▸ **Prompt**
Check the lines of the listing below for the word "KeyGenerator", and state only how many have it.

::: Data to process

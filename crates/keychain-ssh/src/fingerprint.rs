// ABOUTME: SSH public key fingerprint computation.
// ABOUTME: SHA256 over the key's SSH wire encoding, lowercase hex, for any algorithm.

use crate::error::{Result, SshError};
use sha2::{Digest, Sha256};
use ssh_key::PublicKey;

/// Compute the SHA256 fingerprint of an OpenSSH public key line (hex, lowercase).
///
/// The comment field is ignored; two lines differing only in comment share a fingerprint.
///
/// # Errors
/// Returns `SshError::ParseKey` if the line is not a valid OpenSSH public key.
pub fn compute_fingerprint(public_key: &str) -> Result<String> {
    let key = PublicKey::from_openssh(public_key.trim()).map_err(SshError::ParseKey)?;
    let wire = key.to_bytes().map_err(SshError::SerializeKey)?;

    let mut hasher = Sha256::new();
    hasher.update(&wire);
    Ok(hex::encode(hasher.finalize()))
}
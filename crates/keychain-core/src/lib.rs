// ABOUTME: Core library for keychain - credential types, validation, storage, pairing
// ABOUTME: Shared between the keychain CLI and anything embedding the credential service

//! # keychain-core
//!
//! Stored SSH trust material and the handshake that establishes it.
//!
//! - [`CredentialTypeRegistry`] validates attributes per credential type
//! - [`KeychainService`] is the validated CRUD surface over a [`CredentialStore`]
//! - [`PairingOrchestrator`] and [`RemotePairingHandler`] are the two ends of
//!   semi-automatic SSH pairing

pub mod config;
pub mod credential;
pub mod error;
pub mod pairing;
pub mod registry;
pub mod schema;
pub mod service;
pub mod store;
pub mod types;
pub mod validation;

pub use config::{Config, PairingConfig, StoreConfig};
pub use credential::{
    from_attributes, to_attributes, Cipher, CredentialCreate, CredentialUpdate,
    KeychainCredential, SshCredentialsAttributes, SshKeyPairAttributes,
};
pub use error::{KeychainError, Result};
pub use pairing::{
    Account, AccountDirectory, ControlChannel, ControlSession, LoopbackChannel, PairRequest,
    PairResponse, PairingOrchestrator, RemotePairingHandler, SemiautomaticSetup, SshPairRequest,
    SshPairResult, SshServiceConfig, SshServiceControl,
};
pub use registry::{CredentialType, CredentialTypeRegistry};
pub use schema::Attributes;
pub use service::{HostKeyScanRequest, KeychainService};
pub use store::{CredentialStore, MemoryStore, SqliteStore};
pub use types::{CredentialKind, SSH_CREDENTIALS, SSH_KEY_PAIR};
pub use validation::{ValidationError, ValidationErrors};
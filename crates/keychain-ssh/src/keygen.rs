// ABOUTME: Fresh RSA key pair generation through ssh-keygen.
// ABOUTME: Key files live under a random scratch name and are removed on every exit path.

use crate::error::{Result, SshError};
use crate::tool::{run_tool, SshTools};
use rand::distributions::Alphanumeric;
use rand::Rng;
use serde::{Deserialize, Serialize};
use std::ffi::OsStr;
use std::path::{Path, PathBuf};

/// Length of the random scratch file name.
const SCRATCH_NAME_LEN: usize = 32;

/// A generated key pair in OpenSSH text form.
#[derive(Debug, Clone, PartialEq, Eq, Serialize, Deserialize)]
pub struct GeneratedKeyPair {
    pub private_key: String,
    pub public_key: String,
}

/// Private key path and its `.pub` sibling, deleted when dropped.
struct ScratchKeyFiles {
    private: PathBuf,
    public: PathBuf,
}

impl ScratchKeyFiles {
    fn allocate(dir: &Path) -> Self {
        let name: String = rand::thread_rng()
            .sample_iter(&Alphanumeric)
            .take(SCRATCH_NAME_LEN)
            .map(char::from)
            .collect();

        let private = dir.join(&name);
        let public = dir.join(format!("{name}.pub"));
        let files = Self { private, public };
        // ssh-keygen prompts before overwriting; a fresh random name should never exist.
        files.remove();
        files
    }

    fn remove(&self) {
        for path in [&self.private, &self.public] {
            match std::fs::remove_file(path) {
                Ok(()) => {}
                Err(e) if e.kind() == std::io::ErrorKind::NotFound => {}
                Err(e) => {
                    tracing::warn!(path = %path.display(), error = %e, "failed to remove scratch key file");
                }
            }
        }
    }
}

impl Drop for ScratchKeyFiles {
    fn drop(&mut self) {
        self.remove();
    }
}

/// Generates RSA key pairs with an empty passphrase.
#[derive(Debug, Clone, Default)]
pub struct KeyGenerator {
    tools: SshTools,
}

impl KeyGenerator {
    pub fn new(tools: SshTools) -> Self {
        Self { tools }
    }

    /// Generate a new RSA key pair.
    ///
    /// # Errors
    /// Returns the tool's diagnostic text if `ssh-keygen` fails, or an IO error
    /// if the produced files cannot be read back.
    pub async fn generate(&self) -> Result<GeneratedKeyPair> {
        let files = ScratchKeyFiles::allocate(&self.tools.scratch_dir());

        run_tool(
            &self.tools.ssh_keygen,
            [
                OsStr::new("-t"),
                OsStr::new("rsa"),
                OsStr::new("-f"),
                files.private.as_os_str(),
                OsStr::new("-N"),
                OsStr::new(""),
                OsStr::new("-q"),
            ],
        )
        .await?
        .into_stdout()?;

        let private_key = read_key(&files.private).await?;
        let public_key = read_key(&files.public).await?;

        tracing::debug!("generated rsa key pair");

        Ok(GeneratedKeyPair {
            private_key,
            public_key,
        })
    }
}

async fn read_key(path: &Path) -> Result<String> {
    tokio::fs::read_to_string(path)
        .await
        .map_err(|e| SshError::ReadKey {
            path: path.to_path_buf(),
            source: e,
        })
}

::::::
::: Data to process

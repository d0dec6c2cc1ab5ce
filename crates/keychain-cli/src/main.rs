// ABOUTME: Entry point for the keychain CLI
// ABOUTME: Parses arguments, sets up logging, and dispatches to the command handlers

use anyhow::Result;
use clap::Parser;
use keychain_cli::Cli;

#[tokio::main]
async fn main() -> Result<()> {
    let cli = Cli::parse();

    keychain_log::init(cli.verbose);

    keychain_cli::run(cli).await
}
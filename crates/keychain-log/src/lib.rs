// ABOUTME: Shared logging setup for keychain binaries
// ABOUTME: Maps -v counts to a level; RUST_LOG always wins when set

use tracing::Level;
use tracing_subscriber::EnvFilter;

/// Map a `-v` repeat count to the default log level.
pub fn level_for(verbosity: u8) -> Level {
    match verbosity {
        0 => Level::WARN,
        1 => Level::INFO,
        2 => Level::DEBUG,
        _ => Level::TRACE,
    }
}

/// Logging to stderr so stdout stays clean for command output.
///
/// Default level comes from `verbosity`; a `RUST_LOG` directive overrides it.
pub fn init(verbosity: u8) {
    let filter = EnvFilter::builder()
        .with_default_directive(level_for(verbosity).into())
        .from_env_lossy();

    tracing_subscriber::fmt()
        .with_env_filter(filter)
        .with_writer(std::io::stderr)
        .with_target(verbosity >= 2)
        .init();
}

::::::

▸ **Answer space**
2